[Data items]
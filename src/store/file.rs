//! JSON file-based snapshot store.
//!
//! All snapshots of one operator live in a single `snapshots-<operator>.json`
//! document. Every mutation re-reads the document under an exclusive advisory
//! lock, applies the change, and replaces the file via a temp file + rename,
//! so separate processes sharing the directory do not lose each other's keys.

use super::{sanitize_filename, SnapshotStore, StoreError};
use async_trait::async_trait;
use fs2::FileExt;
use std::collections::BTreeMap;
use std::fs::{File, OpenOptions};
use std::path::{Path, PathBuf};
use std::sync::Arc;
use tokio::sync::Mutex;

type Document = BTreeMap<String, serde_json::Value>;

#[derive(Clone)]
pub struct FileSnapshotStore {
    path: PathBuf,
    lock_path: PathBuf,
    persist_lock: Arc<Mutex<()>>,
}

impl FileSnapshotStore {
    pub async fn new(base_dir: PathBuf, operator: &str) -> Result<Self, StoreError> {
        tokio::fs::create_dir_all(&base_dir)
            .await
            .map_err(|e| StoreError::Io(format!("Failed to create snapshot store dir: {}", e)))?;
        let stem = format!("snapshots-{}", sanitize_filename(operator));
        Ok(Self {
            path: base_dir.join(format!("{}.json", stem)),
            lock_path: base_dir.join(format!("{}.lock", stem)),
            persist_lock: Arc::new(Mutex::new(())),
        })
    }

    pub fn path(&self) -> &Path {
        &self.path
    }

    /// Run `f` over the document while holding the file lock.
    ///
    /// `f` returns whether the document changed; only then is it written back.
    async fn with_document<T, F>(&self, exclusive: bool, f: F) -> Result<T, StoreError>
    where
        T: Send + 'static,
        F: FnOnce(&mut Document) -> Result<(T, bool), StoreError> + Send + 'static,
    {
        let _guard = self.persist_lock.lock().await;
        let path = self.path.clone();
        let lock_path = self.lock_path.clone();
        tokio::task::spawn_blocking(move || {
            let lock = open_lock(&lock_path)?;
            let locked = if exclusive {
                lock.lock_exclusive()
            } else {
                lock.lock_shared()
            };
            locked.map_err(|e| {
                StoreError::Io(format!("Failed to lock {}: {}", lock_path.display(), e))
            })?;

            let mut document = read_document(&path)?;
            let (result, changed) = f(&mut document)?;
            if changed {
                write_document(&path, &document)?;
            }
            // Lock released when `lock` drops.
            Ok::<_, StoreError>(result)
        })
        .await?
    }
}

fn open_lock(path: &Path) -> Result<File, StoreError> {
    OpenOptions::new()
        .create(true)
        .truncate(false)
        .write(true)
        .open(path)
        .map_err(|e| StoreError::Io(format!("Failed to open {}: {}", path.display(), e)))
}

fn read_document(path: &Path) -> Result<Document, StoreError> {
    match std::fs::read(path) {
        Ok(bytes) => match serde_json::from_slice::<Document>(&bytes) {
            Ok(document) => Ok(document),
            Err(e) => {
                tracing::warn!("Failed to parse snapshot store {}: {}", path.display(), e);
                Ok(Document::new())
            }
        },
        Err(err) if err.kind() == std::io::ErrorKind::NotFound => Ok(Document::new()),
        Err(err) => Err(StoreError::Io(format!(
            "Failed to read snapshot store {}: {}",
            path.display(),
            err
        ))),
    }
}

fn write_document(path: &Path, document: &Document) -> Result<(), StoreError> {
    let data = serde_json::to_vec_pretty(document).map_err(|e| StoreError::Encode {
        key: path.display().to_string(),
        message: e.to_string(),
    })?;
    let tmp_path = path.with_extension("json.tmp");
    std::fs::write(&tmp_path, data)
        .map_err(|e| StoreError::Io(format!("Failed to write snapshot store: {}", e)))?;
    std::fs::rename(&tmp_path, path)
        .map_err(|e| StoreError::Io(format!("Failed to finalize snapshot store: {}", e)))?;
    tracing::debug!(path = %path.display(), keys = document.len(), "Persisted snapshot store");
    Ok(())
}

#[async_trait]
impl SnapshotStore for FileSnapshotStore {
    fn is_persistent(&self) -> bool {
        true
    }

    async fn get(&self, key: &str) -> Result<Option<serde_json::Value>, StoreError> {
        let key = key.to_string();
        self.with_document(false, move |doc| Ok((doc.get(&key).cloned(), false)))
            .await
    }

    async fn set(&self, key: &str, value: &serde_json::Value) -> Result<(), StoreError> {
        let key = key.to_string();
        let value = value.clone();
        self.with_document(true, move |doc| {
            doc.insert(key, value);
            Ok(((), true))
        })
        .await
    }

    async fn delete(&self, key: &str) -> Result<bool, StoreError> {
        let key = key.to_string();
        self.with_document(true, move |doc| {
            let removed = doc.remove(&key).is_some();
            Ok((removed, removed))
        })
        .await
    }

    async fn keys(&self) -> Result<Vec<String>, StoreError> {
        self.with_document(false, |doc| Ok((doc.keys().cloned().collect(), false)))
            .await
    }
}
---
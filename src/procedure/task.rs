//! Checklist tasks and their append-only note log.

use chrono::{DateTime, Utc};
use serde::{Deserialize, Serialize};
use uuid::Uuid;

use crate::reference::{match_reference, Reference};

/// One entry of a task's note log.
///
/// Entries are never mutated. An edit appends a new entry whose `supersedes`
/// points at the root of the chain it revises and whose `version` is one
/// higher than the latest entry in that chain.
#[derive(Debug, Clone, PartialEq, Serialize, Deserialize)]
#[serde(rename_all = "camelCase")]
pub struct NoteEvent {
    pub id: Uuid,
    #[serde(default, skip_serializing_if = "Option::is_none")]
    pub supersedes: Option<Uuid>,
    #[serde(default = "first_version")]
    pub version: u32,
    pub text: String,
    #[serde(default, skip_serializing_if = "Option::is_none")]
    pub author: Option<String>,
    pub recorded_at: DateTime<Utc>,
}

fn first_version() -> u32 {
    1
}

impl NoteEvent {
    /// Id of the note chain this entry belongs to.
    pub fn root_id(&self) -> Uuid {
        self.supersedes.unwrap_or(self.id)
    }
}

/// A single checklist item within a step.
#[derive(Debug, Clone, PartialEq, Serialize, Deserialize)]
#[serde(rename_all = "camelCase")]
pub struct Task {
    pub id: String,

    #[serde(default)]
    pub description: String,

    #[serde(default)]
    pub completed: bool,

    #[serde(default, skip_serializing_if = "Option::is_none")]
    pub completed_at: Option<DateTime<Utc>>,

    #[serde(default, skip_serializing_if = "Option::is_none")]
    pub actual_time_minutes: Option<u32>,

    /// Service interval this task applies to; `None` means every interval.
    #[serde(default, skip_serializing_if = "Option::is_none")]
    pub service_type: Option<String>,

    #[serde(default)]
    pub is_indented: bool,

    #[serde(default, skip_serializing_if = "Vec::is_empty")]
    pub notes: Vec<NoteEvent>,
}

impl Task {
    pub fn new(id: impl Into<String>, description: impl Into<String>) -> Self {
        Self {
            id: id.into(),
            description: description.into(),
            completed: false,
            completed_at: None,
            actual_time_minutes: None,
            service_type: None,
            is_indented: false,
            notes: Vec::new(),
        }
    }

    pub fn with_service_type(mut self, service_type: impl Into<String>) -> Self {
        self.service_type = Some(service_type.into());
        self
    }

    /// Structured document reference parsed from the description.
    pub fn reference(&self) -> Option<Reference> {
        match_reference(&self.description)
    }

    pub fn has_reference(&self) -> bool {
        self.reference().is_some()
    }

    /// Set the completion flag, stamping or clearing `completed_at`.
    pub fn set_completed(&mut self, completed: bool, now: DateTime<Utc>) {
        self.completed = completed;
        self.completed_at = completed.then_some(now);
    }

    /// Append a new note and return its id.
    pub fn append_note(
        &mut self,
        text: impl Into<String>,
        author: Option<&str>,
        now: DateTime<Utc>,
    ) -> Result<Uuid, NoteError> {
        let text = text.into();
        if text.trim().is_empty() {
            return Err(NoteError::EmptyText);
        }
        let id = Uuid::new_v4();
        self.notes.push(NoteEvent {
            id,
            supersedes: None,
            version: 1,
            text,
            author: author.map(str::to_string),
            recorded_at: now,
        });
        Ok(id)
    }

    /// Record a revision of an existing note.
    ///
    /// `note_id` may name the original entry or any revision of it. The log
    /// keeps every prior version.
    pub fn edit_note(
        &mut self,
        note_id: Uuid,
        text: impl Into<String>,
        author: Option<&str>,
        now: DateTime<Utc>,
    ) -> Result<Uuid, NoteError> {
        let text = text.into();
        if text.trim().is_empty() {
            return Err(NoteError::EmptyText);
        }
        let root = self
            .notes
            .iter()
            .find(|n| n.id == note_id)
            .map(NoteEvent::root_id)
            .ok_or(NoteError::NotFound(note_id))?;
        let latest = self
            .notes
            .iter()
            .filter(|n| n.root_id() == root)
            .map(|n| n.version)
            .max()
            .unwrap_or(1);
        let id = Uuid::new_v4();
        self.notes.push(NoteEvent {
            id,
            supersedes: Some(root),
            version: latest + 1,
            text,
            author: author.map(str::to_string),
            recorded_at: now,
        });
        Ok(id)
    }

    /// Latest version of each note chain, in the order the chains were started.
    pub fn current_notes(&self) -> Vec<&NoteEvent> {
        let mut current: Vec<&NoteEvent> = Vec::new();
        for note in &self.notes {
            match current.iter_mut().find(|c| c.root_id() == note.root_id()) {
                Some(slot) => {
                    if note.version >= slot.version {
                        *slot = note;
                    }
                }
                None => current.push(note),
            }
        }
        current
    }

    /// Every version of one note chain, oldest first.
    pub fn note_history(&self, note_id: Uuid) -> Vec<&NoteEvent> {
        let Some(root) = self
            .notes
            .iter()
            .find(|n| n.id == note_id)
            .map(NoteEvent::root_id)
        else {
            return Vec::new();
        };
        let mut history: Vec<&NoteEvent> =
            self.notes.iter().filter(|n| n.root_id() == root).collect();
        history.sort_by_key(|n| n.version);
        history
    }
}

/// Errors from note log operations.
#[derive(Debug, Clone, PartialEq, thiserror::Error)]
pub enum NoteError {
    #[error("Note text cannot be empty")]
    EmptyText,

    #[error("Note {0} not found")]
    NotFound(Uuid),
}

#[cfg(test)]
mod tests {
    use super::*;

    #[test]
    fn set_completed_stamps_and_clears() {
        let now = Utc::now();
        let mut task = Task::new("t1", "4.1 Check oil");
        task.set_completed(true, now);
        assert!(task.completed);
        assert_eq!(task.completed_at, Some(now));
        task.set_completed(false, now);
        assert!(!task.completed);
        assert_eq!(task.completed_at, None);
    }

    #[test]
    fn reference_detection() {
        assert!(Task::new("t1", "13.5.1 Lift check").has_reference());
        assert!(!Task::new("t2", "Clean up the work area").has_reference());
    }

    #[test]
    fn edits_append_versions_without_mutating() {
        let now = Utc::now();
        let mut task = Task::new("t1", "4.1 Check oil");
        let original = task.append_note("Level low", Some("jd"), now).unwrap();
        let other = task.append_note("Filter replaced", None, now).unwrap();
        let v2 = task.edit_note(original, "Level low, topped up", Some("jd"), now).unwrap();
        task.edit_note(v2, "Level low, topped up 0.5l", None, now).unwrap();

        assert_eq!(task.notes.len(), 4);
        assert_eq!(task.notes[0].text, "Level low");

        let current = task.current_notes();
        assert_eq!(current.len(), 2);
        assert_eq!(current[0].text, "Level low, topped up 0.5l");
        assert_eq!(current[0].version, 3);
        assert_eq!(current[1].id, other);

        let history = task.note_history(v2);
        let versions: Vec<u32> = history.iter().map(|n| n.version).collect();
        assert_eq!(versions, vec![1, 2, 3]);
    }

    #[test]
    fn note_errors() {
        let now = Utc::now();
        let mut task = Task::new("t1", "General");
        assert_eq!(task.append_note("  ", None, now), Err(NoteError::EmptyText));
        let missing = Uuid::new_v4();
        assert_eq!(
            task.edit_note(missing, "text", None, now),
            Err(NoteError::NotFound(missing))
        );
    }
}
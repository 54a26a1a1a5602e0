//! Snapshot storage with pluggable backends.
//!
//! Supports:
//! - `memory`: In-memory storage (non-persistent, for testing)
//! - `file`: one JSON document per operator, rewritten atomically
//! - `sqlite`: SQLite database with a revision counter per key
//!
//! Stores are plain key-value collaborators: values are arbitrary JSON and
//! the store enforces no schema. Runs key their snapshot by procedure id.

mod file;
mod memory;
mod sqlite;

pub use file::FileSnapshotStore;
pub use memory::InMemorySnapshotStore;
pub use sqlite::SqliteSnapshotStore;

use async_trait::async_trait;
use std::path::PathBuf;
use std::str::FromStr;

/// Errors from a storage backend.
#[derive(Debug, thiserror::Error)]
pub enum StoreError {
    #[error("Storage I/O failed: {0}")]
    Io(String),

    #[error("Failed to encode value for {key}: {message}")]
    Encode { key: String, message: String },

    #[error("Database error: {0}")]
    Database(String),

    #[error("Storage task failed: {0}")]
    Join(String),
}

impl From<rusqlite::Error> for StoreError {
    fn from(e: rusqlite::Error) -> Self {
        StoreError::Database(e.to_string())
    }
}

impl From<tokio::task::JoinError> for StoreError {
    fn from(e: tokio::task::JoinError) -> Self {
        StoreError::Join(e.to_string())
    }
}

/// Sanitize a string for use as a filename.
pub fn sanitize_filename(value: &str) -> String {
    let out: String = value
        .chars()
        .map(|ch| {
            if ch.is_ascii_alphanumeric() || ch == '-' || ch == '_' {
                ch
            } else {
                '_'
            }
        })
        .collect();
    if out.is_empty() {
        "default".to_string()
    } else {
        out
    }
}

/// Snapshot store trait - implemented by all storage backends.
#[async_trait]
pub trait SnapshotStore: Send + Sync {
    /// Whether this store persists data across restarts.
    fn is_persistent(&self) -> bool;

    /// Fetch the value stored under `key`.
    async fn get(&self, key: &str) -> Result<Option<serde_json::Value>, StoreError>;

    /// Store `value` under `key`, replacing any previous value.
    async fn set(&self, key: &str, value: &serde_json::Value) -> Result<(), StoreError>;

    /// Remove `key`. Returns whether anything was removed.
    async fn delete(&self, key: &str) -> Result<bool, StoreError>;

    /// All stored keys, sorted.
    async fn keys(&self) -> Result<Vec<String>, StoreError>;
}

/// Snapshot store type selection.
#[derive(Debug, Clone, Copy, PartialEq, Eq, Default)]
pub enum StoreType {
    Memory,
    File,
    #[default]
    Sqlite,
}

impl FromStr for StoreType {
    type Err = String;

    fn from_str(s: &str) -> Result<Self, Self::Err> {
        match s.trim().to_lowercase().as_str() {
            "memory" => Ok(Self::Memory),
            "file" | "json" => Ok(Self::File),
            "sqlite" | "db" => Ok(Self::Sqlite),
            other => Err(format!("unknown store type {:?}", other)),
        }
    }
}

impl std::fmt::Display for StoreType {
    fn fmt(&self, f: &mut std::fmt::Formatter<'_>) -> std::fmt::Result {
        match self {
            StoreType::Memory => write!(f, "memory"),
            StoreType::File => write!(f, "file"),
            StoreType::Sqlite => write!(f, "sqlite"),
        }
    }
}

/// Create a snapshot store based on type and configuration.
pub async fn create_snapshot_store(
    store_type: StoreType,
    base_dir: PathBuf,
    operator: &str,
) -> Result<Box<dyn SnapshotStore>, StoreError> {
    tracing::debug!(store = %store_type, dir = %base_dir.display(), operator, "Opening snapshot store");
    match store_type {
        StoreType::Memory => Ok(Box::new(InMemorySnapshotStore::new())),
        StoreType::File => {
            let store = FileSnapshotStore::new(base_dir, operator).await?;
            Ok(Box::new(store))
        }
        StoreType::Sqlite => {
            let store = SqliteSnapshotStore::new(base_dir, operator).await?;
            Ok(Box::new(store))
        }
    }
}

◆ Exercise brief
Search the records above for the string "missing". Copy every line that contains it.

◆ Response
        let missing = Uuid::new_v4();
            task.edit_note(missing, "text", None, now),
            Err(NoteError::NotFound(missing))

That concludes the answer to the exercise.